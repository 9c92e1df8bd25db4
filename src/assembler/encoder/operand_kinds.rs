/*
Copyright 2025 Connor Nolan

Licensed under the Apache License, Version 2.0 (the "License");
you may not use this file except in compliance with the License.
You may obtain a copy of the License at

    http://www.apache.org/licenses/LICENSE-2.0

Unless required by applicable law or agreed to in writing, software
distributed under the License is distributed on an "AS IS" BASIS,
WITHOUT WARRANTIES OR CONDITIONS OF ANY KIND, either express or implied.
See the License for the specific language governing permissions and
limitations under the License.
*/

//! Operand-kind recognizers. Each one looks at a single already-tokenized
//! operand string and either resolves it to a `u32` payload or rejects it
//! with a reason, so the caller can try the next instruction variant.
//! Recognizers that successfully identify what the user *meant* but find
//! it malformed (an overflowing immediate, an undefined symbol, illegal
//! cross-bank arithmetic) raise a `Fatal` instead of a soft rejection:
//! there is no other variant that would make the line valid, so falling
//! through to "no encoding accepts these operands" would only obscure the
//! real problem.

use crate::assembler::encoder::expr::{self, DefKind, EvalCtx};
use crate::assembler::symbol_table;
use crate::errors::AssemblyError;

#[derive(Debug, Clone, Copy, PartialEq, Eq, Hash)]
pub enum OperandKind {
    Reg8,
    A,
    Hl,
    Sp,
    IndirectHl,
    IndirectC,
    SpRelative8,
    Reg16Sp,
    Reg16Af,
    Reg16Indirect,
    Condition,
    BitOrdinal,
    RstTarget,
    Raw8,
    Raw16,
    Raw8Indirect,
    Raw16Indirect,
    RomAddress,
    MacroLocalLabelRef,
}

pub enum Rejection {
    Mismatch(String),
    Fatal(AssemblyError),
}

pub type RecognizeResult = Result<u32, Rejection>;

fn mismatch<T>(reason: impl Into<String>) -> Result<T, Rejection> {
    Err(Rejection::Mismatch(reason.into()))
}

pub struct RecognizeCtx<'a> {
    pub eval: EvalCtx<'a>,
    pub file: &'a str,
    pub line: usize,
}

pub fn recognize(kind: OperandKind, ctx: &RecognizeCtx, text: &str) -> RecognizeResult {
    match kind {
        OperandKind::Reg8 => reg8(text),
        OperandKind::A => literal(text, "A", 0),
        OperandKind::Hl => literal(text, "HL", 0),
        OperandKind::Sp => literal(text, "SP", 0),
        OperandKind::IndirectHl => literal(text, "(HL)", 0),
        OperandKind::IndirectC => literal(text, "(C)", 0),
        OperandKind::SpRelative8 => sp_relative8(ctx, text),
        OperandKind::Reg16Sp => reg16(text, "SP"),
        OperandKind::Reg16Af => reg16(text, "AF"),
        OperandKind::Reg16Indirect => reg16_indirect(text),
        OperandKind::Condition => condition(text),
        OperandKind::BitOrdinal => bit_ordinal(text),
        OperandKind::RstTarget => rst_target(text),
        OperandKind::Raw8 => raw8(ctx, text),
        OperandKind::Raw16 => raw16(ctx, text),
        OperandKind::Raw8Indirect => raw8_indirect(ctx, text),
        OperandKind::Raw16Indirect => raw16_indirect(ctx, text),
        OperandKind::RomAddress => rom_address(ctx, text),
        OperandKind::MacroLocalLabelRef => macro_local_label_ref(ctx, text),
    }
}

fn literal(text: &str, expected: &str, value: u32) -> RecognizeResult {
    let upper = text.to_uppercase();
    if upper == expected {
        Ok(value)
    } else {
        mismatch(format!("expected \"{}\", got \"{}\"", expected, text))
    }
}

fn reg8(text: &str) -> RecognizeResult {
    match text.to_uppercase().as_str() {
        "B" => Ok(0),
        "C" => Ok(1),
        "D" => Ok(2),
        "E" => Ok(3),
        "H" => Ok(4),
        "L" => Ok(5),
        "(HL)" => Ok(6),
        "A" => Ok(7),
        _ => mismatch(format!("\"{}\" is not an 8-bit register", text)),
    }
}

/// `pair_top` names the register the top slot (index 3) denotes: `"AF"` for
/// `PUSH`/`POP` contexts, `"SP"` for everywhere else. The bit pattern for
/// `BC`/`DE`/`HL` is identical in both; only the ambiguous top slot differs.
fn reg16(text: &str, pair_top: &str) -> RecognizeResult {
    match text.to_uppercase().as_str() {
        "BC" => Ok(0),
        "DE" => Ok(1),
        "HL" => Ok(2),
        other if other == pair_top => Ok(3),
        _ => mismatch(format!("\"{}\" is not a 16-bit register pair", text)),
    }
}

fn reg16_indirect(text: &str) -> RecognizeResult {
    match text.to_uppercase().as_str() {
        "(BC)" => Ok(0),
        "(DE)" => Ok(1),
        "(HL+)" | "(HLI)" => Ok(2),
        "(HL-)" | "(HLD)" => Ok(3),
        _ => mismatch(format!("\"{}\" is not an indirect 16-bit register", text)),
    }
}

fn condition(text: &str) -> RecognizeResult {
    match text.to_uppercase().as_str() {
        "NZ" => Ok(0),
        "Z" => Ok(1),
        "NC" => Ok(2),
        "C" => Ok(3),
        _ => mismatch(format!("\"{}\" is not a condition code", text)),
    }
}

fn bit_ordinal(text: &str) -> RecognizeResult {
    let value: u32 = text
        .parse()
        .map_err(|_| Rejection::Mismatch(format!("\"{}\" is not a bit ordinal", text)))?;
    if value <= 7 {
        Ok(value)
    } else {
        mismatch(format!("bit ordinal {} is out of range 0-7", value))
    }
}

fn rst_target(text: &str) -> RecognizeResult {
    let normalized = text.trim_start_matches("0x").trim_start_matches("0X");
    let value = u32::from_str_radix(normalized, 16)
        .map_err(|_| Rejection::Mismatch(format!("\"{}\" is not an RST target", text)))?;
    match value {
        0x00 | 0x08 | 0x10 | 0x18 | 0x20 | 0x28 | 0x30 | 0x38 => Ok(value / 8),
        _ => mismatch(format!("{:#04x} is not a valid RST target", value)),
    }
}

fn to_rejection(ctx: &RecognizeCtx, err: expr::EvalError) -> Rejection {
    match err {
        expr::EvalError::CrossBank(reason) => Rejection::Fatal(AssemblyError::CrossBankArithmetic {
            file: ctx.file.to_string(),
            line: ctx.line,
            reason,
        }),
        expr::EvalError::Message(reason) => Rejection::Mismatch(reason),
    }
}

fn eval(ctx: &RecognizeCtx, text: &str) -> Result<expr::EvalValue, Rejection> {
    expr::evaluate_expecting_typed(&ctx.eval, text, None).map_err(|e| to_rejection(ctx, e))
}

fn eval_expecting(
    ctx: &RecognizeCtx,
    text: &str,
    expected: DefKind,
) -> Result<expr::EvalValue, Rejection> {
    expr::evaluate_expecting_typed(&ctx.eval, text, Some(expected)).map_err(|e| to_rejection(ctx, e))
}

fn width_error(ctx: &RecognizeCtx, value: i64, width: &'static str) -> Rejection {
    Rejection::Fatal(AssemblyError::WidthOverflow {
        file: ctx.file.to_string(),
        line: ctx.line,
        value,
        width,
    })
}

/// Converts a bank-tagged value to the 16-bit address the CPU would
/// actually see; untagged (plain numeric/defined) values pass through.
fn bank_aware(value: expr::EvalValue) -> i64 {
    match value.bank {
        Some(_) if value.raw >= 0 => symbol_table::cpu_visible(value.raw as u32) as i64,
        _ => value.raw,
    }
}

/// `SP+e8` / `SP-e8`, the addressing mode behind `LD HL, SP+e8`. The sign
/// is part of the token (no internal whitespace survives tokenizing), so
/// it is folded into the trailing expression rather than handled via the
/// generic `+`/`-` combinator.
fn sp_relative8(ctx: &RecognizeCtx, text: &str) -> RecognizeResult {
    let upper = text.to_uppercase();
    let rest = upper
        .strip_prefix("SP")
        .ok_or_else(|| Rejection::Mismatch(format!("\"{}\" does not start with SP", text)))?;
    let signed = match rest.strip_prefix('+') {
        Some(digits) => digits,
        None if rest.starts_with('-') => rest,
        None => return mismatch(format!("\"{}\" is not an SP-relative offset", text)),
    };
    raw8(ctx, signed)
}

fn raw8(ctx: &RecognizeCtx, text: &str) -> RecognizeResult {
    let value = eval_expecting(ctx, text, DefKind::Raw)?;
    let raw = value.raw;
    if !(-128..=255).contains(&raw) {
        return Err(width_error(ctx, raw, "8-bit"));
    }
    Ok((raw as i64 & 0xFF) as u32)
}

fn raw16(ctx: &RecognizeCtx, text: &str) -> RecognizeResult {
    if let Some(inner) = text.strip_prefix('&') {
        let value = eval(ctx, inner)?;
        return indirect16_from_value(ctx, value);
    }
    let value = eval_expecting(ctx, text, DefKind::Raw)?;
    let converted = bank_aware(value);
    if !(-32768..=65535).contains(&converted) {
        return Err(width_error(ctx, converted, "16-bit"));
    }
    Ok((converted & 0xFFFF) as u32)
}

fn strip_parens(text: &str) -> Result<&str, Rejection> {
    let trimmed = text.trim();
    trimmed
        .strip_prefix('(')
        .and_then(|s| s.strip_suffix(')'))
        .ok_or_else(|| Rejection::Mismatch(format!("\"{}\" is not parenthesized", text)))
}

/// `(expr)` or a bare `$NAME` naming a definition that was itself `.DEFINE`d
/// as an indirect variant (a named constant standing in for `(addr)`).
fn raw8_indirect(ctx: &RecognizeCtx, text: &str) -> RecognizeResult {
    let value = match strip_parens(text) {
        Ok(inner) => eval(ctx, inner)?,
        Err(_) if text.trim().starts_with('$') => eval_expecting(ctx, text.trim(), DefKind::Indirect)?,
        Err(e) => return Err(e),
    };
    let raw = bank_aware(value);
    let offset = if (0..=0xFF).contains(&raw) {
        raw
    } else if (0xFF00..=0xFFFF).contains(&raw) {
        raw - 0xFF00
    } else {
        return Err(width_error(ctx, raw, "high-RAM offset"));
    };
    Ok(offset as u32)
}

fn raw16_indirect(ctx: &RecognizeCtx, text: &str) -> RecognizeResult {
    let value = match strip_parens(text) {
        Ok(inner) => eval(ctx, inner)?,
        Err(_) if text.trim().starts_with('$') => eval_expecting(ctx, text.trim(), DefKind::Indirect)?,
        Err(e) => return Err(e),
    };
    indirect16_from_value(ctx, value)
}

fn indirect16_from_value(ctx: &RecognizeCtx, value: expr::EvalValue) -> RecognizeResult {
    let converted = bank_aware(value);
    if !(0..=0xFFFF).contains(&converted) {
        return Err(width_error(ctx, converted, "16-bit"));
    }
    Ok(converted as u32)
}

/// Parses an explicit `BB:HHHH` bank-and-address literal, falling back to
/// the ordinary (possibly label-derived) 16-bit expression grammar.
fn rom_address(ctx: &RecognizeCtx, text: &str) -> RecognizeResult {
    if let Some((bank_str, addr_str)) = text.split_once(':') {
        let bank = u32::from_str_radix(bank_str, 16)
            .map_err(|_| Rejection::Mismatch(format!("\"{}\" is not a bank number", bank_str)))?;
        let addr_in_bank = u32::from_str_radix(addr_str, 16).map_err(|_| {
            Rejection::Mismatch(format!("\"{}\" is not an in-bank address", addr_str))
        })?;
        if addr_in_bank >= symbol_table::BANK_SIZE {
            return Err(width_error(ctx, addr_in_bank as i64, "in-bank address"));
        }
        let flat = bank * symbol_table::BANK_SIZE + addr_in_bank;
        return Ok(symbol_table::cpu_visible(flat) as u32);
    }
    raw16(ctx, text)
}

fn macro_local_label_ref(ctx: &RecognizeCtx, text: &str) -> RecognizeResult {
    let name = text
        .strip_prefix("=$")
        .ok_or_else(|| Rejection::Mismatch(format!("\"{}\" is not a macro-local label", text)))?
        .to_uppercase();
    match ctx.eval.labels {
        None => Ok(0),
        Some(labels) => match labels.get(&format!("${}", name)) {
            Some(&addr) => Ok(symbol_table::cpu_visible(addr) as u32),
            None => Err(Rejection::Fatal(AssemblyError::UndefinedSymbol {
                file: ctx.file.to_string(),
                line: ctx.line,
                name: format!("${}", name),
            })),
        },
    }
}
·····
* ABOUT THIS TASK:
If a line of the records above includes the word "enum", count it; state the final number with no other words.

* RESULT OF THIS EXERCISE:
2